* _Task details_
Look through the listing below for lines containing the word "conditional". State only their number.

□ □ □

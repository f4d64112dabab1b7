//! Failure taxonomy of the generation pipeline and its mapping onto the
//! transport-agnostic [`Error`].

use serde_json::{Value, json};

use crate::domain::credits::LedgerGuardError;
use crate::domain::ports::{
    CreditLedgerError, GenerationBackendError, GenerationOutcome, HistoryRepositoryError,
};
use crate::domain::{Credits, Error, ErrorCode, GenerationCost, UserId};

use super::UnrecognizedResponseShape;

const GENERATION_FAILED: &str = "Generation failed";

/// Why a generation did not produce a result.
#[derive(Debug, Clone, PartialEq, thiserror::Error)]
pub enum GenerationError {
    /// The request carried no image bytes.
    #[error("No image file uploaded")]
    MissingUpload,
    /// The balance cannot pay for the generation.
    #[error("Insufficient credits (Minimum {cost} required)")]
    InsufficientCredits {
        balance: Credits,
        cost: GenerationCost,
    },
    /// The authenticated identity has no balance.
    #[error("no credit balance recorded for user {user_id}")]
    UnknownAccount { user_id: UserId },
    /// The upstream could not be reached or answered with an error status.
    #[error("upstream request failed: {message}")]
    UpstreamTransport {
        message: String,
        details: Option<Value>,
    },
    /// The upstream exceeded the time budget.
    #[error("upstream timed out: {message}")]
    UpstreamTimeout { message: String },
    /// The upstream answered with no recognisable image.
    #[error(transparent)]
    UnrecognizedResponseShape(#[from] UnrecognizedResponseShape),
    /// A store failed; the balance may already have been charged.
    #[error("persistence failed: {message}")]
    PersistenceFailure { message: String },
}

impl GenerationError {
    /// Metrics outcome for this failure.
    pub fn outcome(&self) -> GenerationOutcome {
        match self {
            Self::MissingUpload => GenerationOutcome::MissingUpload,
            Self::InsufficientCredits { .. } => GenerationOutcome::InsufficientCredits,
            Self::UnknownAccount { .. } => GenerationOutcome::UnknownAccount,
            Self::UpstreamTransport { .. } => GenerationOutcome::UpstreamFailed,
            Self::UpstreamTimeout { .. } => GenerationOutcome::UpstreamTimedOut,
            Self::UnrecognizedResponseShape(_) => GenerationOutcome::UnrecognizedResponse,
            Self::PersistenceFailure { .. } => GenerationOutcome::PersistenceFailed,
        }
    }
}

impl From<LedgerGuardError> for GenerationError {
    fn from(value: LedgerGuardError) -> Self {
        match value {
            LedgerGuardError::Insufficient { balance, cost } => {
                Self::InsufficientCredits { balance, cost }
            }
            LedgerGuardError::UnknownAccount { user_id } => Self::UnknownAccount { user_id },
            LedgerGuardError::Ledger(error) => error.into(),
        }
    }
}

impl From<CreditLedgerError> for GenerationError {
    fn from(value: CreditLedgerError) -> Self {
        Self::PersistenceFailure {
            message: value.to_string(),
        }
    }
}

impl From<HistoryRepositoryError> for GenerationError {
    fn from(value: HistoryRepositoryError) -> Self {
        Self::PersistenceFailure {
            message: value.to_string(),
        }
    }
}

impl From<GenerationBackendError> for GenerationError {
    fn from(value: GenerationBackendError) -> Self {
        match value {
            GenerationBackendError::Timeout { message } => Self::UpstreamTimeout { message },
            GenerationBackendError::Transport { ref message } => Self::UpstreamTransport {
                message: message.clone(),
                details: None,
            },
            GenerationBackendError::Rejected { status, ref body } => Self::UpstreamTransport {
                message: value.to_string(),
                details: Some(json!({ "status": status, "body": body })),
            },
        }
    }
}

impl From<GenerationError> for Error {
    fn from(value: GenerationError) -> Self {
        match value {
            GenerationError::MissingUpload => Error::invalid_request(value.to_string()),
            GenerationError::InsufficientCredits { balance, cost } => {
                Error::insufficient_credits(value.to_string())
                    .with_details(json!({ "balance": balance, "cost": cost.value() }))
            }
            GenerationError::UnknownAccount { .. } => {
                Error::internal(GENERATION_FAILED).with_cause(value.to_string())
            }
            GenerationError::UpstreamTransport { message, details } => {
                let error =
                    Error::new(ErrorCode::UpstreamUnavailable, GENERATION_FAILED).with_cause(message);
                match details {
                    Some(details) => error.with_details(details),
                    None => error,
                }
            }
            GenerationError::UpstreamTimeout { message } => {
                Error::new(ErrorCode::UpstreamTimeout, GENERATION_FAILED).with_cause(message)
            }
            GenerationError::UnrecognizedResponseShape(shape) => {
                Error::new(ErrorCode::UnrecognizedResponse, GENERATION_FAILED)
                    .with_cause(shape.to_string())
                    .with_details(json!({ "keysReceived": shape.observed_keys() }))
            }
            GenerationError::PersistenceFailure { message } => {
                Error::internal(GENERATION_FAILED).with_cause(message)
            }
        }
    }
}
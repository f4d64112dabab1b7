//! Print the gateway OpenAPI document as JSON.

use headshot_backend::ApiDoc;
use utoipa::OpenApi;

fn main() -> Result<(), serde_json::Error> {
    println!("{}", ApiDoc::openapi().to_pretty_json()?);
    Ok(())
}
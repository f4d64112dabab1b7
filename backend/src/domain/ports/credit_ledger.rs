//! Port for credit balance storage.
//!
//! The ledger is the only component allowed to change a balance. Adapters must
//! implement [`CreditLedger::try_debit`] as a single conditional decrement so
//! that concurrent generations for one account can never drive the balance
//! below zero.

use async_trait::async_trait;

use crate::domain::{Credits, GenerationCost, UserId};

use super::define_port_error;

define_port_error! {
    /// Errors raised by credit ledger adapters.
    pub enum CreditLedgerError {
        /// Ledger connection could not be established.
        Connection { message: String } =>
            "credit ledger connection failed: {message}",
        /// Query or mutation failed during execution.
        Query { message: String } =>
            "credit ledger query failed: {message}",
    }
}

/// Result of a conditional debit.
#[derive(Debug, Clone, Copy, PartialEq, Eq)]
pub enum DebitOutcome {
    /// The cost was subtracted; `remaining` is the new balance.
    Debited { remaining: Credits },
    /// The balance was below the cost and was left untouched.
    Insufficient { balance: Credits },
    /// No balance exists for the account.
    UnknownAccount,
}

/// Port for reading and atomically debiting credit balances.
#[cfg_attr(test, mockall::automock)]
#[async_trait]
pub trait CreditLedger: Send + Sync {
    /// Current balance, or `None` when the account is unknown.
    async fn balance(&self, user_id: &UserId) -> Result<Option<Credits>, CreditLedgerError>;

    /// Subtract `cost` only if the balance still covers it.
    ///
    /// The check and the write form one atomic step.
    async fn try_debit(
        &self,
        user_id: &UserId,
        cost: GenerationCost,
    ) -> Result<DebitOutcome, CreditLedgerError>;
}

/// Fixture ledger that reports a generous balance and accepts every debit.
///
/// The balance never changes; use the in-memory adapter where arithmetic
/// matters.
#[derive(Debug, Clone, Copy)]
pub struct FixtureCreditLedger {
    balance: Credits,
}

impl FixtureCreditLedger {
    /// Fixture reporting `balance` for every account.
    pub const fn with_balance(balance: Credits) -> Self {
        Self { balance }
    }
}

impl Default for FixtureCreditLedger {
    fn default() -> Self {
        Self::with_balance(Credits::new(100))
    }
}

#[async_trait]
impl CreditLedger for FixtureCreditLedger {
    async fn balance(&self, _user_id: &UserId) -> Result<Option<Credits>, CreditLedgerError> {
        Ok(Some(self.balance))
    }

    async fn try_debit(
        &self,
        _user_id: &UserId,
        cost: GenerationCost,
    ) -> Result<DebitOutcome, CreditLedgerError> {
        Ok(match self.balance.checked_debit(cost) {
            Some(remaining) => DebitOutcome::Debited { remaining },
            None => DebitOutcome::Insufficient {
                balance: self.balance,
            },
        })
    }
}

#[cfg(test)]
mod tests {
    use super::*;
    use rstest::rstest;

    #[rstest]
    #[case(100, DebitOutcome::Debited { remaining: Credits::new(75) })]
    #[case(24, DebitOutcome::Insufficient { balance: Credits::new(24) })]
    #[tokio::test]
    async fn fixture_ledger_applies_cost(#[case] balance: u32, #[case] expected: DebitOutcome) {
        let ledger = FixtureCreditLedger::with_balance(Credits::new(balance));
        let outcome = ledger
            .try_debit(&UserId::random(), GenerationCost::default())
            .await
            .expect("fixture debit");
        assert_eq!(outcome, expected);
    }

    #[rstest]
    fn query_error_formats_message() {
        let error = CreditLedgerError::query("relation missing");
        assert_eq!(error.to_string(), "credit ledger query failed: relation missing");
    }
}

□ □ □

* _Task output_
2